• [Exercise details]:
Below are some records. Pull every line that contains the word "SubmissionError".

• [Data in this exercise]:
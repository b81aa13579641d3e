//! Field rules
//!
//! Each rule inspects one field of a draft and returns the violation, if
//! any. Rules for a field run in a fixed order and stop at the first
//! failure, so a field reports exactly one message.

use chrono::{Datelike, NaiveDate};
use regex::Regex;
use std::sync::OnceLock;

use super::errors::{FieldError, RuleViolation};
use super::types::{Draft, Field};

/// Letters (ASCII and Latin-1 accented, without × and ÷), hyphen,
/// whitespace and apostrophe.
const NAME_PATTERN: &str = r"^[a-zA-Z\x{C0}-\x{D6}\x{D8}-\x{F6}\x{F8}-\x{FF}\s'\-]+$";

/// Local part, `@`, dotted domain, alphabetic TLD. Leading dots and `..`
/// are rejected separately since the regex engine has no lookaround.
const EMAIL_PATTERN: &str = r"(?i)^[A-Z0-9_'+\-.]*[A-Z0-9_+\-]@([A-Z0-9][A-Z0-9\-]*\.)+[A-Z]{2,}$";

const POSTAL_CODE_PATTERN: &str = r"^[0-9]{5}$";

fn name_regex() -> &'static Regex {
    static RE: OnceLock<Regex> = OnceLock::new();
    RE.get_or_init(|| Regex::new(NAME_PATTERN).expect("name pattern is valid"))
}

fn email_regex() -> &'static Regex {
    static RE: OnceLock<Regex> = OnceLock::new();
    RE.get_or_init(|| Regex::new(EMAIL_PATTERN).expect("email pattern is valid"))
}

fn postal_code_regex() -> &'static Regex {
    static RE: OnceLock<Regex> = OnceLock::new();
    RE.get_or_init(|| Regex::new(POSTAL_CODE_PATTERN).expect("postal code pattern is valid"))
}

/// Tunable parts of the rule set
#[derive(Debug, Clone, PartialEq, Eq)]
pub struct SchemaOptions {
    /// Minimum character count for names and city
    pub min_text_length: usize,
    /// Minimum age in whole calendar years
    pub minimum_age: u32,
    /// Trim surrounding whitespace before counting characters
    pub trim_before_length_check: bool,
}

impl Default for SchemaOptions {
    fn default() -> Self {
        Self {
            min_text_length: 2,
            minimum_age: 18,
            trim_before_length_check: false,
        }
    }
}

/// Inputs shared by every rule during one validation pass
#[derive(Debug, Clone, Copy)]
pub struct RuleContext<'a> {
    pub field: Field,
    pub options: &'a SchemaOptions,
    pub today: NaiveDate,
}

/// A single field rule
pub type Rule = fn(&RuleContext<'_>, &Draft) -> Option<FieldError>;

const NAME_RULES: &[Rule] = &[min_length, name_charset];
const EMAIL_RULES: &[Rule] = &[email_shape];
const BIRTH_DATE_RULES: &[Rule] = &[birth_date];
const POSTAL_CODE_RULES: &[Rule] = &[postal_code];

/// Returns the ordered rules for a field
pub fn rules_for(field: Field) -> &'static [Rule] {
    match field {
        Field::FirstName | Field::LastName | Field::City => NAME_RULES,
        Field::Email => EMAIL_RULES,
        Field::BirthDate => BIRTH_DATE_RULES,
        Field::PostalCode => POSTAL_CODE_RULES,
    }
}

/// Runs a field's rules in order and returns the first violation.
pub fn check_field(ctx: &RuleContext<'_>, draft: &Draft) -> Option<FieldError> {
    rules_for(ctx.field).iter().find_map(|rule| rule(ctx, draft))
}

/// Subject used in the length and charset messages
fn subject(field: Field) -> &'static str {
    match field {
        Field::FirstName => "First name",
        Field::LastName => "Last name",
        Field::City => "City",
        Field::Email => "Scroll address",
        Field::BirthDate => "Birth date",
        Field::PostalCode => "Postal code",
    }
}

fn text<'d>(ctx: &RuleContext<'_>, draft: &'d Draft) -> &'d str {
    draft.text(ctx.field).unwrap_or("")
}

pub fn min_length(ctx: &RuleContext<'_>, draft: &Draft) -> Option<FieldError> {
    let value = text(ctx, draft);
    let value = if ctx.options.trim_before_length_check {
        value.trim()
    } else {
        value
    };

    if value.chars().count() >= ctx.options.min_text_length {
        return None;
    }

    Some(FieldError::new(
        ctx.field,
        RuleViolation::TooShort,
        format!(
            "{} must have at least {} characters",
            subject(ctx.field),
            ctx.options.min_text_length
        ),
    ))
}

pub fn name_charset(ctx: &RuleContext<'_>, draft: &Draft) -> Option<FieldError> {
    if name_regex().is_match(text(ctx, draft)) {
        return None;
    }

    Some(FieldError::new(
        ctx.field,
        RuleViolation::InvalidCharacters,
        format!("{} contains invalid characters", subject(ctx.field)),
    ))
}

/// Address shape only; nothing is resolved or delivered.
pub fn is_email_shaped(value: &str) -> bool {
    !value.starts_with('.') && !value.contains("..") && email_regex().is_match(value)
}

pub fn email_shape(ctx: &RuleContext<'_>, draft: &Draft) -> Option<FieldError> {
    if is_email_shaped(text(ctx, draft)) {
        return None;
    }

    Some(FieldError::new(
        ctx.field,
        RuleViolation::InvalidEmail,
        "Scroll address is not valid",
    ))
}

/// Latest birth date that is at least `years` old on `today`.
///
/// Calendar-year subtraction keeping month and day. A Feb 29 that does not
/// exist in the target year rolls forward to March 1.
pub fn age_cutoff(today: NaiveDate, years: u32) -> Option<NaiveDate> {
    let year = today.year().checked_sub(i32::try_from(years).ok()?)?;
    NaiveDate::from_ymd_opt(year, today.month(), today.day())
        .or_else(|| NaiveDate::from_ymd_opt(year, 3, 1))
}

/// Returns the birth date once it is set and at least the minimum age.
pub fn checked_birth_date(ctx: &RuleContext<'_>, draft: &Draft) -> Result<NaiveDate, FieldError> {
    let birth_date = draft.birth_date.ok_or_else(|| {
        FieldError::new(ctx.field, RuleViolation::MissingDate, "Invalid date")
    })?;

    let old_enough = age_cutoff(ctx.today, ctx.options.minimum_age)
        .map(|cutoff| birth_date <= cutoff)
        .unwrap_or(false);
    if !old_enough {
        return Err(FieldError::new(
            ctx.field,
            RuleViolation::Underage,
            format!(
                "You must be at least {} moons old to enter",
                ctx.options.minimum_age
            ),
        ));
    }

    Ok(birth_date)
}

pub fn birth_date(ctx: &RuleContext<'_>, draft: &Draft) -> Option<FieldError> {
    checked_birth_date(ctx, draft).err()
}

pub fn postal_code(ctx: &RuleContext<'_>, draft: &Draft) -> Option<FieldError> {
    if postal_code_regex().is_match(text(ctx, draft)) {
        return None;
    }

    Some(FieldError::new(
        ctx.field,
        RuleViolation::InvalidPostalCode,
        "Postal code must have exactly 5 digits",
    ))
}
//! # Form Errors
//!
//! Errors raised while handing a validated record to its consumers.
//! Validation failures are not errors here; see `schema::FieldErrors`.

use thiserror::Error;

/// Error type a host callback may return
pub type HandlerError = Box<dyn std::error::Error + Send + Sync>;

/// Result type for registry store operations
pub type StoreResult<T> = Result<T, StoreError>;

/// Registry store errors
#[derive(Debug, Error)]
pub enum StoreError {
    /// Backing file could not be read or written
    #[error("Registry I/O failed: {0}")]
    Io(#[from] std::io::Error),

    /// Stored value is not valid JSON for the expected type
    #[error("Registry serialization failed: {0}")]
    Serialization(#[from] serde_json::Error),
}

/// A valid record that could not be handed off
#[derive(Debug, Error)]
pub enum SubmissionError {
    /// The host callback returned an error
    #[error("Registration handler failed: {0}")]
    Handler(#[source] HandlerError),

    /// The host callback panicked
    #[error("Registration handler panicked: {0}")]
    HandlerPanicked(String),

    /// Writing to the registry store failed
    #[error("Registry write failed: {0}")]
    Store(#[from] StoreError),
}

impl SubmissionError {
    /// Stable code for logs
    pub fn code(&self) -> &'static str {
        match self {
            SubmissionError::Handler(_) => "REG_HANDLER_FAILED",
            SubmissionError::HandlerPanicked(_) => "REG_HANDLER_PANICKED",
            SubmissionError::Store(_) => "REG_STORE_FAILED",
        }
    }
}
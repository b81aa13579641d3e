//! regform CLI entry point
//!
//! Parses arguments, dispatches to the CLI module, prints errors to stderr
//! and exits non-zero on failure. All logic lives in `cli`.

use regform::cli;

fn main() {
    if let Err(e) = cli::run() {
        eprintln!("{}", e);
        std::process::exit(1);
    }
}
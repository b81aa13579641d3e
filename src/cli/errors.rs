//! CLI-specific error types
//!
//! All CLI errors end the process with a non-zero status.

use std::fmt;
use std::io;

use crate::config::ConfigError;
use crate::form::StoreError;

/// CLI error codes
#[derive(Debug, Clone, PartialEq, Eq)]
pub enum CliErrorCode {
    /// Configuration file error
    ConfigError,
    /// I/O error (stdin/stdout)
    IoError,
    /// Draft input is not a flat object of known string fields
    InvalidInput,
    /// Registry could not be read
    StoreError,
    /// Nothing stored yet
    NotFound,
}

impl CliErrorCode {
    /// Get the error code string
    pub fn code(&self) -> &'static str {
        match self {
            Self::ConfigError => "REG_CLI_CONFIG_ERROR",
            Self::IoError => "REG_CLI_IO_ERROR",
            Self::InvalidInput => "REG_CLI_INVALID_INPUT",
            Self::StoreError => "REG_CLI_STORE_ERROR",
            Self::NotFound => "REG_CLI_NOT_FOUND",
        }
    }
}

/// CLI error
#[derive(Debug)]
pub struct CliError {
    code: CliErrorCode,
    message: String,
}

impl CliError {
    pub fn new(code: CliErrorCode, message: impl Into<String>) -> Self {
        Self {
            code,
            message: message.into(),
        }
    }

    pub fn config_error(msg: impl Into<String>) -> Self {
        Self::new(CliErrorCode::ConfigError, msg)
    }

    pub fn io_error(msg: impl Into<String>) -> Self {
        Self::new(CliErrorCode::IoError, msg)
    }

    pub fn invalid_input(msg: impl Into<String>) -> Self {
        Self::new(CliErrorCode::InvalidInput, msg)
    }

    pub fn store_error(msg: impl Into<String>) -> Self {
        Self::new(CliErrorCode::StoreError, msg)
    }

    pub fn not_found(key: &str) -> Self {
        Self::new(
            CliErrorCode::NotFound,
            format!("No registration stored under '{}'", key),
        )
    }

    pub fn code(&self) -> &CliErrorCode {
        &self.code
    }

    pub fn code_str(&self) -> &'static str {
        self.code.code()
    }

    pub fn message(&self) -> &str {
        &self.message
    }
}

impl fmt::Display for CliError {
    fn fmt(&self, f: &mut fmt::Formatter<'_>) -> fmt::Result {
        write!(f, "{}: {}", self.code.code(), self.message)
    }
}

impl std::error::Error for CliError {}

impl From<io::Error> for CliError {
    fn from(e: io::Error) -> Self {
        Self::io_error(e.to_string())
    }
}

impl From<serde_json::Error> for CliError {
    fn from(e: serde_json::Error) -> Self {
        Self::invalid_input(format!("JSON error: {}", e))
    }
}

impl From<ConfigError> for CliError {
    fn from(e: ConfigError) -> Self {
        Self::config_error(e.to_string())
    }
}

impl From<StoreError> for CliError {
    fn from(e: StoreError) -> Self {
        Self::store_error(e.to_string())
    }
}

/// CLI result type
pub type CliResult<T> = Result<T, CliError>;
//! JSON I/O handling for CLI
//!
//! - Input: a single JSON object on stdin
//! - Output: a single JSON object on stdout
//! - UTF-8 only

use std::io::{self, Read, Write};

use serde_json::{Map, Value};

use super::errors::{CliError, CliResult};
use crate::schema::Field;

/// Read a whole JSON object from stdin
pub fn read_request() -> CliResult<Value> {
    let mut input = String::new();
    io::stdin().lock().read_to_string(&mut input)?;
    parse_request(&input)
}

/// Parse request text into a JSON value
pub fn parse_request(input: &str) -> CliResult<Value> {
    if input.trim().is_empty() {
        return Err(CliError::invalid_input("Empty input"));
    }
    Ok(serde_json::from_str(input)?)
}

/// Split a draft document into field/value pairs in field order.
///
/// Every key must name a form field and every value must be a string or
/// null (treated as empty).
pub fn draft_entries(value: &Value) -> CliResult<Vec<(Field, String)>> {
    let obj: &Map<String, Value> = value
        .as_object()
        .ok_or_else(|| CliError::invalid_input("Draft must be a JSON object"))?;

    let mut entries = Vec::with_capacity(obj.len());
    for (key, raw) in obj {
        let field: Field = key
            .parse()
            .map_err(|e: crate::schema::UnknownField| CliError::invalid_input(e.to_string()))?;
        let text = match raw {
            Value::String(s) => s.clone(),
            Value::Null => String::new(),
            other => {
                return Err(CliError::invalid_input(format!(
                    "field '{}' must be a string, got {}",
                    key, other
                )))
            }
        };
        entries.push((field, text));
    }
    entries.sort_by_key(|(field, _)| *field);
    Ok(entries)
}

/// Write a success response to stdout
pub fn write_response(data: Value) -> CliResult<()> {
    write_value(&serde_json::json!({
        "status": "ok",
        "data": data
    }))
}

/// Build an error response
pub fn error_response(code: &str, message: &str) -> Value {
    serde_json::json!({
        "status": "error",
        "code": code,
        "message": message
    })
}

/// Write an arbitrary JSON value to stdout as one line
pub fn write_value(value: &Value) -> CliResult<()> {
    let mut stdout = io::stdout();
    serde_json::to_writer(&mut stdout, value)?;
    writeln!(stdout)?;
    stdout.flush()?;
    Ok(())
}
//! Source of "today" for the age rule

use chrono::{Local, NaiveDate};

/// Supplies the current calendar date.
pub trait Clock {
    fn today(&self) -> NaiveDate;
}

/// Local wall-clock date
#[derive(Debug, Clone, Copy, Default)]
pub struct SystemClock;

impl Clock for SystemClock {
    fn today(&self) -> NaiveDate {
        Local::now().date_naive()
    }
}

/// Always reports the same date
#[derive(Debug, Clone, Copy)]
pub struct FixedClock(pub NaiveDate);

impl Clock for FixedClock {
    fn today(&self) -> NaiveDate {
        self.0
    }
}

• [Your solution]:
pub enum SubmissionError {
impl SubmissionError {
            SubmissionError::Handler(_) => "REG_HANDLER_FAILED",
            SubmissionError::HandlerPanicked(_) => "REG_HANDLER_PANICKED",
            SubmissionError::Store(_) => "REG_STORE_FAILED",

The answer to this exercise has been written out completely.